▶ [Your objective]:
Every line of the material that mentions the word "first" should be copied out.
━━━
//! Aggregation nodes: count facts per group and emit a result fact the
//! first time a group reaches its threshold.

use std::collections::HashMap;
use std::sync::{Arc, Mutex};

use tracing::trace;
use trellis_foundation::{AggregateResult, Fact, SharedFact, Token};

use crate::memory::AlphaMemory;
use crate::node::{ChildSet, Node};

/// Extracts the grouping key from a fact, or `None` to skip it.
pub type GroupKeyFn = Box<dyn Fn(&dyn Fact) -> Option<String> + Send + Sync>;

/// Counts facts per group key over a right-hand fact stream.
///
/// The node has no left input; it aggregates facts directly, with no token
/// context. When a group's count first reaches the threshold, a synthetic
/// [`AggregateResult`] fact is asserted downstream.
///
/// Retraction is unsupported by design: counts are never decremented and
/// emitted results are never retracted, so the threshold crossing is
/// one-shot per group key for the lifetime of the node.
pub struct AggregateNode {
    group: GroupKeyFn,
    threshold: usize,
    memory: AlphaMemory,
    counts: Mutex<HashMap<String, usize>>,
    children: ChildSet,
}

impl AggregateNode {
    /// Creates an aggregation node with the given grouping function and
    /// threshold.
    pub fn new(
        group: impl Fn(&dyn Fact) -> Option<String> + Send + Sync + 'static,
        threshold: usize,
    ) -> Self {
        Self {
            group: Box::new(group),
            threshold,
            memory: AlphaMemory::new(),
            counts: Mutex::new(HashMap::new()),
            children: ChildSet::new(),
        }
    }

    /// The current count for a group key.
    #[must_use]
    pub fn group_count(&self, group_key: &str) -> usize {
        self.counts
            .lock()
            .expect("aggregate counts lock poisoned")
            .get(group_key)
            .copied()
            .unwrap_or(0)
    }
}

impl Node for AggregateNode {
    fn assert_fact(&self, fact: &SharedFact) {
        if !self.memory.insert(fact) {
            return;
        }
        let Some(group_key) = (self.group)(fact.as_ref()) else {
            return;
        };

        let crossed = {
            let mut counts = self.counts.lock().expect("aggregate counts lock poisoned");
            let count = counts.entry(group_key.clone()).or_insert(0);
            *count += 1;
            *count == self.threshold
        };

        if crossed {
            let result: SharedFact = Arc::new(AggregateResult {
                group_key: group_key.clone(),
                count: self.threshold,
            });
            trace!(group = %group_key, threshold = self.threshold, "aggregate threshold reached");
            self.children.propagate_assert_fact(&result);
        }
    }

    // Retraction never decrements counts nor retracts emitted results.
    fn retract_fact(&self, _fact: &SharedFact) {}

    fn assert_token(&self, _token: &Token) {}

    fn retract_token(&self, _token: &Token) {}

    fn add_child(&self, child: Arc<dyn Node>) {
        self.children.add(child);
    }
}
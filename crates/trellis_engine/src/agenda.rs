//! The agenda: conflict resolution and activation dispensing.
//!
//! Activations accumulate while facts cascade through the network and are
//! dispensed one at a time. Ordering is resolved lazily: adds only mark
//! the agenda dirty, and the next pop performs a full sort. Entries go
//! from pending to fired; fired entries are removed and never revisited.

use std::sync::Mutex;

use trellis_foundation::Token;
use trellis_network::{ActivationAction, ActivationSink};

/// A pending rule firing.
///
/// Created by a terminal node when a token completes a match; consumed by
/// [`Agenda::next`]. The sequence number is a per-agenda monotonic counter
/// standing in for a creation timestamp, which keeps the last-in-first-out
/// tie-break deterministic.
pub struct Activation {
    rule_name: String,
    token: Token,
    action: ActivationAction,
    salience: i32,
    specificity: usize,
    sequence: u64,
}

impl Activation {
    /// The rule this activation fires.
    #[must_use]
    pub fn rule_name(&self) -> &str {
        &self.rule_name
    }

    /// The fully matched token.
    #[must_use]
    pub fn token(&self) -> &Token {
        &self.token
    }

    /// The rule's static priority.
    #[must_use]
    pub fn salience(&self) -> i32 {
        self.salience
    }

    /// Number of conditions the rule matched.
    #[must_use]
    pub fn specificity(&self) -> usize {
        self.specificity
    }

    /// Runs the bound action, consuming the activation.
    pub fn fire(self) {
        (self.action)();
    }

    /// Comparison key: salience, then specificity, then recency.
    fn priority(&self) -> (i32, usize, u64) {
        (self.salience, self.specificity, self.sequence)
    }
}

impl std::fmt::Debug for Activation {
    fn fmt(&self, f: &mut std::fmt::Formatter<'_>) -> std::fmt::Result {
        f.debug_struct("Activation")
            .field("rule_name", &self.rule_name)
            .field("token", &self.token)
            .field("salience", &self.salience)
            .field("specificity", &self.specificity)
            .field("sequence", &self.sequence)
            .finish_non_exhaustive()
    }
}

#[derive(Default)]
struct AgendaState {
    pending: Vec<Activation>,
    dirty: bool,
    next_sequence: u64,
}

/// Ordered collection of pending activations.
///
/// Conflict resolution, in priority order: salience descending,
/// specificity descending, creation order descending (last in, first out
/// among otherwise tied activations). Safe for concurrent producers; a
/// single mutex guards the pending list so `add` and the sort-then-pop in
/// `next` cannot interleave.
#[derive(Default)]
pub struct Agenda {
    state: Mutex<AgendaState>,
}

impl Agenda {
    /// Creates an empty agenda.
    #[must_use]
    pub fn new() -> Self {
        Self::default()
    }

    /// Appends a pending activation and marks the agenda for resorting.
    pub fn add(
        &self,
        rule: &str,
        token: Token,
        action: ActivationAction,
        salience: i32,
        specificity: usize,
    ) {
        let mut state = self.state.lock().expect("agenda lock poisoned");
        let sequence = state.next_sequence;
        state.next_sequence += 1;
        state.pending.push(Activation {
            rule_name: rule.to_string(),
            token,
            action,
            salience,
            specificity,
            sequence,
        });
        state.dirty = true;
    }

    /// Dispenses the highest-priority pending activation, or `None` when
    /// the agenda is empty.
    pub fn next(&self) -> Option<Activation> {
        let mut state = self.state.lock().expect("agenda lock poisoned");
        if state.dirty {
            // Ascending sort leaves the winner at the tail for an O(1) pop.
            state.pending.sort_by_key(Activation::priority);
            state.dirty = false;
        }
        state.pending.pop()
    }

    /// Removes the first pending activation matching this rule name and
    /// token. Returns false if none matches.
    ///
    /// Terminal nodes do not withdraw activations on token retraction;
    /// this is the explicit workflow for callers that need it.
    pub fn remove(&self, rule: &str, token: &Token) -> bool {
        let mut state = self.state.lock().expect("agenda lock poisoned");
        let found = state
            .pending
            .iter()
            .position(|a| a.rule_name == rule && a.token == *token);
        match found {
            Some(index) => {
                state.pending.remove(index);
                true
            }
            None => false,
        }
    }

    /// Number of pending activations.
    #[must_use]
    pub fn len(&self) -> usize {
        self.state.lock().expect("agenda lock poisoned").pending.len()
    }

    /// Returns true if nothing is pending.
    #[must_use]
    pub fn is_empty(&self) -> bool {
        self.len() == 0
    }

    /// Discards all pending activations.
    pub fn clear(&self) {
        let mut state = self.state.lock().expect("agenda lock poisoned");
        state.pending.clear();
        state.dirty = false;
    }
}

impl ActivationSink for Agenda {
    fn add(
        &self,
        rule: &str,
        token: Token,
        action: ActivationAction,
        salience: i32,
        specificity: usize,
    ) {
        Agenda::add(self, rule, token, action, salience, specificity);
    }
}
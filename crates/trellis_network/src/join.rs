//! Join nodes: extending partial matches with a second fact stream.

use std::sync::Arc;

use trellis_foundation::{Fact, SharedFact, Token};

use crate::memory::{AlphaMemory, BetaMemory};
use crate::node::{ChildSet, Node};

/// Predicate deciding whether a partial match and a fact belong together.
///
/// Must be pure and side-effect-free; join evaluation order follows memory
/// snapshot iteration order, which is unordered.
pub type JoinPredicate = Box<dyn Fn(&Token, &dyn Fact) -> bool + Send + Sync>;

/// Joins a left stream of tokens against a right stream of facts.
///
/// Each accepted pairing propagates the left token extended with the right
/// fact. Retraction rebuilds the same extended tokens deterministically
/// (token identity is a pure function of the ordered fact keys) and
/// propagates retract signals for them.
pub struct JoinNode {
    join: JoinPredicate,
    left: BetaMemory,
    right: AlphaMemory,
    children: ChildSet,
}

impl JoinNode {
    /// Creates a join node with the given predicate.
    pub fn new(join: impl Fn(&Token, &dyn Fact) -> bool + Send + Sync + 'static) -> Self {
        Self {
            join: Box::new(join),
            left: BetaMemory::new(),
            right: AlphaMemory::new(),
            children: ChildSet::new(),
        }
    }

    /// The left (token) memory.
    #[must_use]
    pub fn left_memory(&self) -> &BetaMemory {
        &self.left
    }

    /// The right (fact) memory.
    #[must_use]
    pub fn right_memory(&self) -> &AlphaMemory {
        &self.right
    }
}

impl Node for JoinNode {
    fn assert_token(&self, token: &Token) {
        if !self.left.insert(token) {
            return;
        }
        for fact in self.right.snapshot().values() {
            if (self.join)(token, fact.as_ref()) {
                self.children
                    .propagate_assert_token(&token.extend(fact.clone()));
            }
        }
    }

    fn retract_token(&self, token: &Token) {
        if !self.left.remove(token) {
            return;
        }
        for fact in self.right.snapshot().values() {
            if (self.join)(token, fact.as_ref()) {
                self.children
                    .propagate_retract_token(&token.extend(fact.clone()));
            }
        }
    }

    fn assert_fact(&self, fact: &SharedFact) {
        if !self.right.insert(fact) {
            return;
        }
        for token in self.left.snapshot().iter() {
            if (self.join)(token, fact.as_ref()) {
                self.children
                    .propagate_assert_token(&token.extend(fact.clone()));
            }
        }
    }

    fn retract_fact(&self, fact: &SharedFact) {
        if !self.right.remove(fact) {
            return;
        }
        for token in self.left.snapshot().iter() {
            if (self.join)(token, fact.as_ref()) {
                self.children
                    .propagate_retract_token(&token.extend(fact.clone()));
            }
        }
    }

    fn add_child(&self, child: Arc<dyn Node>) {
        self.children.add(child);
    }
}
//! Core types for the Trellis rule engine.
//!
//! This crate provides:
//! - [`Fact`] - The capability every asserted value exposes
//! - [`FactKey`] - Unique fact identity within working memory
//! - [`SharedFact`] - Reference-counted fact handle held by the network
//! - [`Token`] - An ordered partial match with content-hash identity
//! - [`AggregateResult`] - Synthetic fact emitted by threshold aggregation
//! - [`Error`] - Error types for rule compilation

#![warn(missing_docs)]
#![warn(clippy::all)]
#![warn(clippy::pedantic)]

mod error;
mod fact;
mod token;

pub use error::{Error, Result};
pub use fact::{AggregateResult, Fact, FactKey, SharedFact};
pub use token::Token;
//! The incremental matching network for Trellis.
//!
//! This crate provides:
//! - [`Node`] - The uniform assert/retract protocol all nodes speak
//! - [`AlphaNode`] - Single-fact filtering
//! - [`JoinNode`] - Token-against-fact joins
//! - [`NegationNode`] / [`ExistenceNode`] - Counter-based absence/presence
//! - [`AggregateNode`] - Per-group threshold counting
//! - [`TerminalNode`] - Token-to-activation conversion
//! - [`AlphaMemory`] / [`BetaMemory`] - Deduplicating node memories

#![warn(missing_docs)]
#![warn(clippy::all)]
#![warn(clippy::pedantic)]

mod aggregate;
mod alpha;
mod existence;
mod join;
mod memory;
mod negation;
mod node;
mod terminal;

pub use aggregate::{AggregateNode, GroupKeyFn};
pub use alpha::{AlphaNode, AlphaPredicate};
pub use existence::ExistenceNode;
pub use join::{JoinNode, JoinPredicate};
pub use memory::{AlphaMemory, BetaMemory, MatchCounts};
pub use negation::NegationNode;
pub use node::{ChildSet, LeftInput, Node, RightInput};
pub use terminal::{ActivationAction, ActivationSink, RuleAction, TerminalNode};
━━━
▶ [The completed task]:
//! first time a group reaches its threshold.
/// context. When a group's count first reaches the threshold, a synthetic
/// standing in for a creation timestamp, which keeps the last-in-first-out
/// specificity descending, creation order descending (last in, first out
    /// Removes the first pending activation matching this rule name and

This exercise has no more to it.